### Your task:
The answer should be each line of the records that contains the word "recorded"; please copy them all.

[Data extracted from a collection]
//! Domain models for Outlay

use chrono::{Datelike, NaiveDate};
use serde::{Deserialize, Serialize};

use crate::error::{Error, Result};

/// A single recorded expense
#[derive(Debug, Clone, PartialEq, Serialize, Deserialize)]
pub struct Expense {
    pub id: u64,
    pub amount: f64,
    pub description: String,
    /// Calendar date the expense was recorded (day precision)
    #[serde(rename = "createdAt")]
    pub created_at: NaiveDate,
}

/// Derived document metadata, recomputed on every save
#[derive(Debug, Clone, Default, PartialEq, Serialize, Deserialize)]
pub struct Meta {
    #[serde(rename = "totalExpenses")]
    pub total_expenses: f64,
}

/// Fields of an expense that can change after it is recorded
#[derive(Debug, Clone, Default)]
pub struct ExpenseUpdate {
    pub amount: Option<f64>,
    pub description: Option<String>,
}

impl ExpenseUpdate {
    pub fn is_empty(&self) -> bool {
        self.amount.is_none() && self.description.is_none()
    }
}

/// The full expense document: every expense plus the derived total.
///
/// Both keys tolerate absence on load so an older or hand-edited document
/// still parses.
#[derive(Debug, Clone, Default, Serialize, Deserialize)]
pub struct Ledger {
    #[serde(default)]
    pub expenses: Vec<Expense>,
    #[serde(default)]
    pub meta: Meta,
}

impl Ledger {
    /// Next id to assign: one past the highest live id.
    ///
    /// Deletions leave gaps and ids are never renumbered, so deriving from
    /// the maximum (not the count) keeps new ids from colliding with live
    /// ones.
    pub fn next_id(&self) -> u64 {
        self.expenses.iter().map(|e| e.id).max().unwrap_or(0) + 1
    }

    /// Record a new expense, returning its assigned id
    pub fn add(
        &mut self,
        description: impl Into<String>,
        amount: f64,
        created_at: NaiveDate,
    ) -> Result<u64> {
        let description = description.into();
        validate_description(&description)?;
        validate_amount(amount)?;

        let id = self.next_id();
        self.expenses.push(Expense {
            id,
            amount,
            description,
            created_at,
        });
        Ok(id)
    }

    pub fn get(&self, id: u64) -> Option<&Expense> {
        self.expenses.iter().find(|e| e.id == id)
    }

    /// Apply a partial update to the first expense with the matching id.
    ///
    /// Only supplied fields change; the id and creation date are untouched.
    pub fn update(&mut self, id: u64, update: &ExpenseUpdate) -> Result<&Expense> {
        if update.is_empty() {
            return Err(Error::InvalidData(
                "nothing to update: supply an amount and/or a description".to_string(),
            ));
        }
        if let Some(amount) = update.amount {
            validate_amount(amount)?;
        }
        if let Some(description) = &update.description {
            validate_description(description)?;
        }

        let expense = self
            .expenses
            .iter_mut()
            .find(|e| e.id == id)
            .ok_or(Error::NotFound(id))?;

        if let Some(amount) = update.amount {
            expense.amount = amount;
        }
        if let Some(description) = &update.description {
            expense.description = description.clone();
        }
        Ok(expense)
    }

    /// Remove every expense with the matching id, returning how many went.
    ///
    /// Filter semantics: duplicates (which should not exist) are swept too,
    /// and removing an absent id is a no-op rather than an error.
    pub fn remove(&mut self, id: u64) -> usize {
        let before = self.expenses.len();
        self.expenses.retain(|e| e.id != id);
        before - self.expenses.len()
    }

    /// Exact sum of all expense amounts
    pub fn total(&self) -> f64 {
        self.expenses.iter().map(|e| e.amount).sum()
    }

    /// Sum of expenses recorded in the given calendar month.
    ///
    /// Without a year this spans all years: March 2023 and March 2024 both
    /// count toward `month == 3`.
    pub fn month_total(&self, month: u32, year: Option<i32>) -> f64 {
        self.expenses
            .iter()
            .filter(|e| e.created_at.month() == month)
            .filter(|e| year.map_or(true, |y| e.created_at.year() == y))
            .map(|e| e.amount)
            .sum()
    }

    /// Expenses ordered most recent first; same-day entries keep their
    /// insertion order.
    pub fn recent_first(&self) -> Vec<Expense> {
        let mut expenses = self.expenses.clone();
        expenses.sort_by(|a, b| b.created_at.cmp(&a.created_at));
        expenses
    }

    pub fn len(&self) -> usize {
        self.expenses.len()
    }

    pub fn is_empty(&self) -> bool {
        self.expenses.is_empty()
    }
}

fn validate_amount(amount: f64) -> Result<()> {
    if !amount.is_finite() {
        return Err(Error::InvalidData(format!(
            "amount must be a finite number, got {}",
            amount
        )));
    }
    Ok(())
}

fn validate_description(description: &str) -> Result<()> {
    if description.trim().is_empty() {
        return Err(Error::InvalidData(
            "description must not be empty".to_string(),
        ));
    }
    Ok(())
}

#[cfg(test)]
mod tests {
    use super::*;

    fn date(y: i32, m: u32, d: u32) -> NaiveDate {
        NaiveDate::from_ymd_opt(y, m, d).unwrap()
    }

    #[test]
    fn test_add_assigns_sequential_ids() {
        let mut ledger = Ledger::default();
        let first = ledger.add("coffee", 50.0, date(2024, 1, 1)).unwrap();
        let second = ledger.add("lunch", 12.5, date(2024, 1, 2)).unwrap();
        assert_eq!(first, 1);
        assert_eq!(second, 2);
    }

    #[test]
    fn test_next_id_skips_past_highest_live_id() {
        let mut ledger = Ledger::default();
        for day in 1..=3 {
            ledger.add("x", 1.0, date(2024, 1, day)).unwrap();
        }

        ledger.remove(2);
        let id = ledger.add("y", 1.0, date(2024, 1, 4)).unwrap();
        assert_eq!(id, 4);
    }

    #[test]
    fn test_add_accepts_zero_amount() {
        let mut ledger = Ledger::default();
        let id = ledger.add("freebie", 0.0, date(2024, 1, 1)).unwrap();
        assert_eq!(ledger.get(id).unwrap().amount, 0.0);
    }

    #[test]
    fn test_add_rejects_non_finite_amount() {
        let mut ledger = Ledger::default();
        let result = ledger.add("bad", f64::NAN, date(2024, 1, 1));
        assert!(matches!(result, Err(Error::InvalidData(_))));
        assert!(ledger.is_empty());
    }

    #[test]
    fn test_add_rejects_blank_description() {
        let mut ledger = Ledger::default();
        let result = ledger.add("   ", 5.0, date(2024, 1, 1));
        assert!(matches!(result, Err(Error::InvalidData(_))));
    }

    #[test]
    fn test_update_amount_only() {
        let mut ledger = Ledger::default();
        let id = ledger.add("coffee", 4.0, date(2024, 3, 1)).unwrap();

        let update = ExpenseUpdate {
            amount: Some(5.25),
            description: None,
        };
        ledger.update(id, &update).unwrap();

        let expense = ledger.get(id).unwrap();
        assert_eq!(expense.amount, 5.25);
        assert_eq!(expense.description, "coffee");
        assert_eq!(expense.created_at, date(2024, 3, 1));
    }

    #[test]
    fn test_update_missing_id() {
        let mut ledger = Ledger::default();
        let update = ExpenseUpdate {
            amount: Some(1.0),
            description: None,
        };
        let result = ledger.update(42, &update);
        assert!(matches!(result, Err(Error::NotFound(42))));
    }

    #[test]
    fn test_update_with_no_fields() {
        let mut ledger = Ledger::default();
        ledger.add("coffee", 4.0, date(2024, 3, 1)).unwrap();

        let result = ledger.update(1, &ExpenseUpdate::default());
        assert!(matches!(result, Err(Error::InvalidData(_))));
    }

    #[test]
    fn test_remove_missing_id_is_noop() {
        let mut ledger = Ledger::default();
        ledger.add("coffee", 4.0, date(2024, 3, 1)).unwrap();

        assert_eq!(ledger.remove(99), 0);
        assert_eq!(ledger.len(), 1);
    }

    #[test]
    fn test_remove_sweeps_duplicate_ids() {
        let mut ledger = Ledger::default();
        ledger.add("a", 1.0, date(2024, 1, 1)).unwrap();
        // Force a duplicate id, as a hand-edited document could contain
        ledger.expenses.push(Expense {
            id: 1,
            amount: 2.0,
            description: "b".to_string(),
            created_at: date(2024, 1, 2),
        });

        assert_eq!(ledger.remove(1), 2);
        assert!(ledger.is_empty());
    }

    #[test]
    fn test_month_total_spans_years() {
        let mut ledger = Ledger::default();
        ledger.add("march 2023", 10.0, date(2023, 3, 1)).unwrap();
        ledger.add("march 2024", 20.0, date(2024, 3, 1)).unwrap();
        ledger.add("april 2024", 99.0, date(2024, 4, 1)).unwrap();

        assert_eq!(ledger.month_total(3, None), 30.0);
    }

    #[test]
    fn test_month_total_with_year_filter() {
        let mut ledger = Ledger::default();
        ledger.add("march 2023", 10.0, date(2023, 3, 1)).unwrap();
        ledger.add("march 2024", 20.0, date(2024, 3, 1)).unwrap();

        assert_eq!(ledger.month_total(3, Some(2024)), 20.0);
        assert_eq!(ledger.month_total(3, Some(2022)), 0.0);
    }

    #[test]
    fn test_recent_first_is_stable_for_ties() {
        let mut ledger = Ledger::default();
        ledger.add("old", 1.0, date(2024, 1, 1)).unwrap();
        ledger.add("tie a", 2.0, date(2024, 2, 1)).unwrap();
        ledger.add("tie b", 3.0, date(2024, 2, 1)).unwrap();
        ledger.add("new", 4.0, date(2024, 3, 1)).unwrap();

        let ordered = ledger.recent_first();
        let descriptions: Vec<&str> = ordered.iter().map(|e| e.description.as_str()).collect();
        assert_eq!(descriptions, vec!["new", "tie a", "tie b", "old"]);
    }

    #[test]
    fn test_expense_document_field_names() {
        let expense = Expense {
            id: 1,
            amount: 19.99,
            description: "coffee".to_string(),
            created_at: date(2024, 6, 15),
        };

        let json = serde_json::to_string(&expense).unwrap();
        assert!(json.contains("\"createdAt\":\"2024-06-15\""));

        let meta = Meta {
            total_expenses: 19.99,
        };
        let json = serde_json::to_string(&meta).unwrap();
        assert!(json.contains("\"totalExpenses\":19.99"));
    }

    #[test]
    fn test_ledger_parses_bare_document() {
        let ledger: Ledger = serde_json::from_str("{}").unwrap();
        assert!(ledger.is_empty());
        assert_eq!(ledger.meta.total_expenses, 0.0);
    }
}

### Finished exercise:
/// A single recorded expense
    /// Calendar date the expense was recorded (day precision)
/// Fields of an expense that can change after it is recorded
    /// Sum of expenses recorded in the given calendar month.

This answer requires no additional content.